Python beyond beginner stage

January 30, 2021

Tools and best practices to get you to the next level

Intro

So you’ve started using Python. You know all about the syntax, control flow and operators. You’re probably already familiar with special Python features like list and dict comprehension, lambda functions, inline if, for..in and so on. You’ve maybe also used classes and generators.

I’d like to share features, tools, libraries and good practices which you can include in your development flow to improve efficiency and make your code more robust.

Debugging

Learning python debugger really pays off.

Simply insert import pdb; pdb.set_trace() where you want your program to pause and then you can type !my_var to see the variable and execute any statements like !my_function(my_var) You can step through the code by typing s (step).

Use ipdb as a a drop in replacement of pdb based on ipython for a more user friendly experience and multi-line code support.

If you want the code to pause for you when an error (exception) happens without inserting the set_trace breakpoint, change python my_program.py to python -m pdb -c continue my_program.py and you’ll get pdb prompt at the place of the first uncaught exception. You can step out of the call stack by using u if the exception wasn’t raised in your code.

If you’re using jupyter notebook you’re blessed with features inherited from ipython. If your cell raised an exception, create a new cell and type %debug to attach the debugger. Works on google-colab and vs code jupyter notebook extension too.

If you’re using vs code you can use debug feature of python plugin which is god sent for debugging multiprocessing and multithreading code — allowing you to inspect each process individually and giving you the freedom to create a breakpoint while the code is running.

If you’re using python’s command line console I suggest you use ipython with %debug magic function support as a replacement to python.

Testing

Everybody usually test their own work. They at least run their program once and see if it gives the desired output.

With experience you might realise that checking your program with different input scenarios or environmental conditions is important to avoid bugs breaking your software later on.

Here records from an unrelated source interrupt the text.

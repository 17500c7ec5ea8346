#![warn(missing_docs)]

//! `rudp_host` is a connection-based layer over UDP that provides a
//! reliable, ordered, multi-channel packet streaming interface, designed
//! primarily for real-time, multiplayer games and similar latency-sensitive
//! applications. It manages connection state, congestion control,
//! sequencing, and packet fragmentation to produce a simple and robust data
//! link over an unreliable datagram transport.
//!
//! # Creating a host
//!
//! ```no_run
//! use rudp_host::{Host, HostConfig, socket::UdpSocket};
//!
//! let socket = UdpSocket::bind("0.0.0.0:0".parse().unwrap()).unwrap();
//! let mut host = Host::create(socket, HostConfig::default()).unwrap();
//! ```
//!
//! # Servicing the host
//!
//! Call [`Host::service`] from a loop; it drives the protocol engine and
//! returns application events (connections, received packets,
//! disconnections) one at a time.

mod channel;
mod clock;
mod config;
mod error;
mod host;
mod packet;
mod peer;
mod protocol;
pub mod socket;

pub use config::{HostConfig, ThrottleConfig};
pub use error::{Error, Result};
pub use host::{Event, Host};
pub use packet::{Packet, PacketFlags};
pub use peer::{Peer, PeerId, PeerState};

/// The maximum transfer unit (MTU) of the internet, used as a reasonable
/// default initial per-peer MTU before path discovery.
pub const INTERNET_MTU: usize = 1500;

/// The number of header bytes of a UDP packet (including the IP header).
pub const UDP_HEADER_SIZE: usize = 28;
mod support;

use std::time::Duration;

use rudp_host::{Event, Packet};

#[test]
fn reliable_send_is_delivered_and_acked() {
    let (mut host_a, mut host_b, peer_a, peer_b, _net, _addr_a, _addr_b) = support::connected_pair(1);

    host_a.peer_mut(peer_a).unwrap().send(0, Packet::reliable(b"hello".to_vec())).unwrap();

    let mut a_events = Vec::new();
    let mut b_events = Vec::new();

    let delivered = support::pump(&mut host_a, &mut host_b, &mut a_events, &mut b_events, 32, |_, b_ev| {
        b_ev.iter().any(|e| matches!(e, Event::Receive { .. }))
    });
    assert!(delivered, "B never received the packet");

    match b_events.iter().find(|e| matches!(e, Event::Receive { .. })).unwrap() {
        Event::Receive { peer, channel, packet } => {
            assert_eq!(*peer, peer_b);
            assert_eq!(*channel, 0);
            assert_eq!(packet.data(), b"hello");
        }
        _ => unreachable!(),
    }

    // Give the ack one more round trip to land and drain the send queue.
    for _ in 0..4 {
        host_a.service(Duration::ZERO).unwrap();
        host_b.service(Duration::ZERO).unwrap();
    }
    let peer_a_ref = host_a.peer(peer_a).unwrap();
    assert!(peer_a_ref.sent_reliable.is_empty());
    assert!(peer_a_ref.outgoing_reliable.is_empty());
}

You can do it manually but when your code becomes more complex or your manager wants the proof of the test cases passing, you’d want to look at automating and documenting the testing flow.

For starters, you can create a file named test_my_code.py alongside your my_code.py and create a function test_my_func() with assert statements, checking the output for various input cases.

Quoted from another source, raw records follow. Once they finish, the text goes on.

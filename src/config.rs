//! Tunable protocol constants and validated configuration structs.
//!
//! The numeric defaults are conservative, link-agnostic starting points and
//! may be overridden per deployment via [`HostConfig`].

use std::time::Duration;

use crate::error::Error;

/// Initial per-peer MTU, in bytes, before negotiation.
pub const DEFAULT_MTU: u16 = 1400;
/// Minimum negotiable MTU.
pub const MIN_MTU: u16 = 576;
/// Maximum negotiable MTU.
pub const MAX_MTU: u16 = 4096;

/// Minimum channel count a peer may negotiate.
pub const MIN_CHANNEL_COUNT: u32 = 1;
/// Maximum channel count a peer may negotiate.
pub const MAX_CHANNEL_COUNT: u32 = 255;

/// Minimum reliable-bytes-in-flight window.
pub const MIN_WINDOW_SIZE: u32 = 4096;
/// Maximum reliable-bytes-in-flight window.
pub const MAX_WINDOW_SIZE: u32 = 65536;

/// Idle-peer ping cadence.
pub const PING_INTERVAL: Duration = Duration::from_millis(500);

/// Number of RTO doublings a peer tolerates before being declared dead, once
/// past [`TIMEOUT_MINIMUM`].
pub const TIMEOUT_LIMIT: u32 = 32;
/// Minimum elapsed time since the earliest unacked reliable send, once the
/// per-command timeout has grown past its limit, before giving up on a peer.
pub const TIMEOUT_MINIMUM: Duration = Duration::from_secs(5);
/// Absolute elapsed time since the earliest unacked reliable send beyond
/// which a peer is declared dead regardless of [`TIMEOUT_LIMIT`].
pub const TIMEOUT_MAXIMUM: Duration = Duration::from_secs(30);

/// Denominator of the packet-throttle probability.
pub const PACKET_THROTTLE_SCALE: u32 = 32;
/// Initial packet-throttle numerator (100%).
pub const DEFAULT_PACKET_THROTTLE: u32 = 32;
/// Default throttle-measurement period.
pub const PACKET_THROTTLE_INTERVAL: Duration = Duration::from_secs(5);
/// Default per-interval throttle increase on improving RTT.
pub const DEFAULT_PACKET_THROTTLE_ACCELERATION: u32 = 2;
/// Default per-interval throttle decrease on worsening RTT.
pub const DEFAULT_PACKET_THROTTLE_DECELERATION: u32 = 2;

/// Denominator of the packet-loss ratio.
pub const PACKET_LOSS_SCALE: u32 = 65536;
/// Packet-loss measurement period.
pub const PACKET_LOSS_INTERVAL: Duration = Duration::from_secs(10);

/// Width, in bits, of the unsequenced-group replay window.
pub const UNSEQUENCED_WINDOW_SIZE: u32 = 1024;

/// Cadence at which the host recomputes per-peer bandwidth throttle limits.
pub const HOST_BANDWIDTH_THROTTLE_INTERVAL: Duration = Duration::from_secs(1);

/// Largest peer ID the wire format's 16-bit handle can address usefully; the
/// top of the `u16` range is reserved as the unassigned-peer-id sentinel.
pub const MAXIMUM_PEER_ID: u16 = 4095;

/// Per-command counter increment feeding the packet-throttle filter.
pub const PACKET_THROTTLE_COUNTER: u32 = 7;

fn clamp_u32(value: u32, min: u32, max: u32) -> u32 {
    value.clamp(min, max)
}

/// Configuration for a [`Host`](crate::Host).
///
/// Uses a validating-constructor pattern (`validate`/`clamped`) rather than a
/// long positional `Host::create` argument list.
#[derive(Clone, Debug)]
pub struct HostConfig {
    /// Number of peer slots the host's fixed-size peer table holds. Bounds
    /// the number of concurrent connections (inbound + outbound).
    pub peer_count: usize,
    /// Channel-count ceiling applied (in addition to the per-connection
    /// negotiated count) to every admitted peer.
    pub channel_limit: u32,
    /// Host-wide incoming bandwidth budget, bytes/sec. `0` means unlimited.
    pub incoming_bandwidth: u32,
    /// Host-wide outgoing bandwidth budget, bytes/sec. `0` means unlimited.
    pub outgoing_bandwidth: u32,
    /// Maximum number of concurrent connections accepted from the same
    /// remote address.
    pub max_peers_per_address: usize,
    /// Default MTU offered for locally-initiated connections.
    pub mtu: u16,
}

impl Default for HostConfig {
    fn default() -> Self {
        Self {
            peer_count: 32,
            channel_limit: MAX_CHANNEL_COUNT,
            incoming_bandwidth: 0,
            outgoing_bandwidth: 0,
            max_peers_per_address: 1,
            mtu: DEFAULT_MTU,
        }
    }
}

impl HostConfig {
    /// Returns the configuration with `channel_limit` clamped to
    /// `[MIN_CHANNEL_COUNT, MAX_CHANNEL_COUNT]` and `mtu` clamped to
    /// `[MIN_MTU, MAX_MTU]`.
    pub fn clamped(mut self) -> Self {
        self.channel_limit = clamp_u32(self.channel_limit, MIN_CHANNEL_COUNT, MAX_CHANNEL_COUNT);
        self.mtu = self.mtu.clamp(MIN_MTU, MAX_MTU);
        self
    }

    /// Validates the configuration, returning an error describing the first
    /// violated constraint.
    pub fn validate(&self) -> Result<(), Error> {
        if self.peer_count == 0 {
            return Err(Error::InvalidConfig("peer_count must be non-zero"));
        }
        if self.peer_count > MAXIMUM_PEER_ID as usize + 1 {
            return Err(Error::InvalidConfig("peer_count exceeds MAXIMUM_PEER_ID"));
        }
        if self.max_peers_per_address == 0 {
            return Err(Error::InvalidConfig("max_peers_per_address must be non-zero"));
        }
        Ok(())
    }
}

/// Per-connection throttle parameters, settable via
/// [`Peer::throttle_configure`](crate::Peer::throttle_configure).
#[derive(Clone, Copy, Debug)]
pub struct ThrottleConfig {
    /// Measurement period over which RTT samples are aggregated for the
    /// throttle decision.
    pub interval: Duration,
    /// Amount the throttle probability increases, per interval, while RTT is
    /// improving.
    pub acceleration: u32,
    /// Amount the throttle probability decreases, per interval, while RTT is
    /// worsening.
    pub deceleration: u32,
}

impl Default for ThrottleConfig {
    fn default() -> Self {
        Self {
            interval: PACKET_THROTTLE_INTERVAL,
            acceleration: DEFAULT_PACKET_THROTTLE_ACCELERATION,
            deceleration: DEFAULT_PACKET_THROTTLE_DECELERATION,
        }
    }
}

/// Clamp a proposed window size into `[MIN_WINDOW_SIZE, MAX_WINDOW_SIZE]`.
pub fn clamp_window_size(window_size: u32) -> u32 {
    clamp_u32(window_size, MIN_WINDOW_SIZE, MAX_WINDOW_SIZE)
}

/// Clamp a proposed channel count into `[MIN_CHANNEL_COUNT, MAX_CHANNEL_COUNT]`.
pub fn clamp_channel_count(channel_count: u32) -> u32 {
    clamp_u32(channel_count, MIN_CHANNEL_COUNT, MAX_CHANNEL_COUNT)
}

/// Clamp a proposed MTU into `[MIN_MTU, MAX_MTU]`.
pub fn clamp_mtu(mtu: u16) -> u16 {
    mtu.clamp(MIN_MTU, MAX_MTU)
}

You can call the function in the __main__ block of test_my_code.py and run it through command line but it’s better use pytest with its feature rich framework and run pytest test_my_code.py that calls all the functions in that file with test prefix. I’ve also used unittest in my major projects which is a python built-in library.

Once your code starts interacting with other expensive and complex components you’ll want to test your code components (like functions and classes) in isolation. For that you’ll need to temporarily remove other components and replace them with fixed output. This is called monkey-patching.

In pytest you can use monkeypatch and in unittest there is mock module.

The other use cases for these testing frameworks are:

Checking all the test cases even if one fails. Counting the total number of errors.
Comparing two dictionaries, nested lists, floats (taking precision into account), and some other object types which can’t be simply compared using ==.
Checking the arguments passed to a mock object and the number of times it was called along with the arguments for each call.
Asserting that an exception should be raised in a code block.
Running tests in parallel

Development — use typing

Typing is specifying the ‘type’ of the data you expect your variable to contain. Although it doesn’t do affect the execution in Python it helps you in code development. Take for example:

def get_marks(name: str) -> float:
    return random.rand() * 100

It says the get_marks takes in a string (in variable name) and returns a float. How’s it useful again?

Reason 1: Suppose I’m not familiar with the random library and I want to use the function to check if Albert’s marks are equal to Mary’s marks. I might assume that the return type is an integer and use the == operator which is not safe to be used for float because of the precision involved.

Reason 2: Helps improve readability. The code reviewer will thank you. The people using your library will love you.

Reason 3: Type checkers. You can use libraries like mypy which uses type checking to determine whether certain operations are incompatible with the type of the object. For example, strings have .tolower() method but ints don’t. In large code bases it’s easier to run mypy than to run the program with all the test cases to figure out such a bug.

Reason 4: Runtime data validators.

Example 1: you are serving an application over web and want to automatically validate the type of the “post” data? Use type-hints with fastapi library. It returns appropriate status code back, generates schema and swagger documentation.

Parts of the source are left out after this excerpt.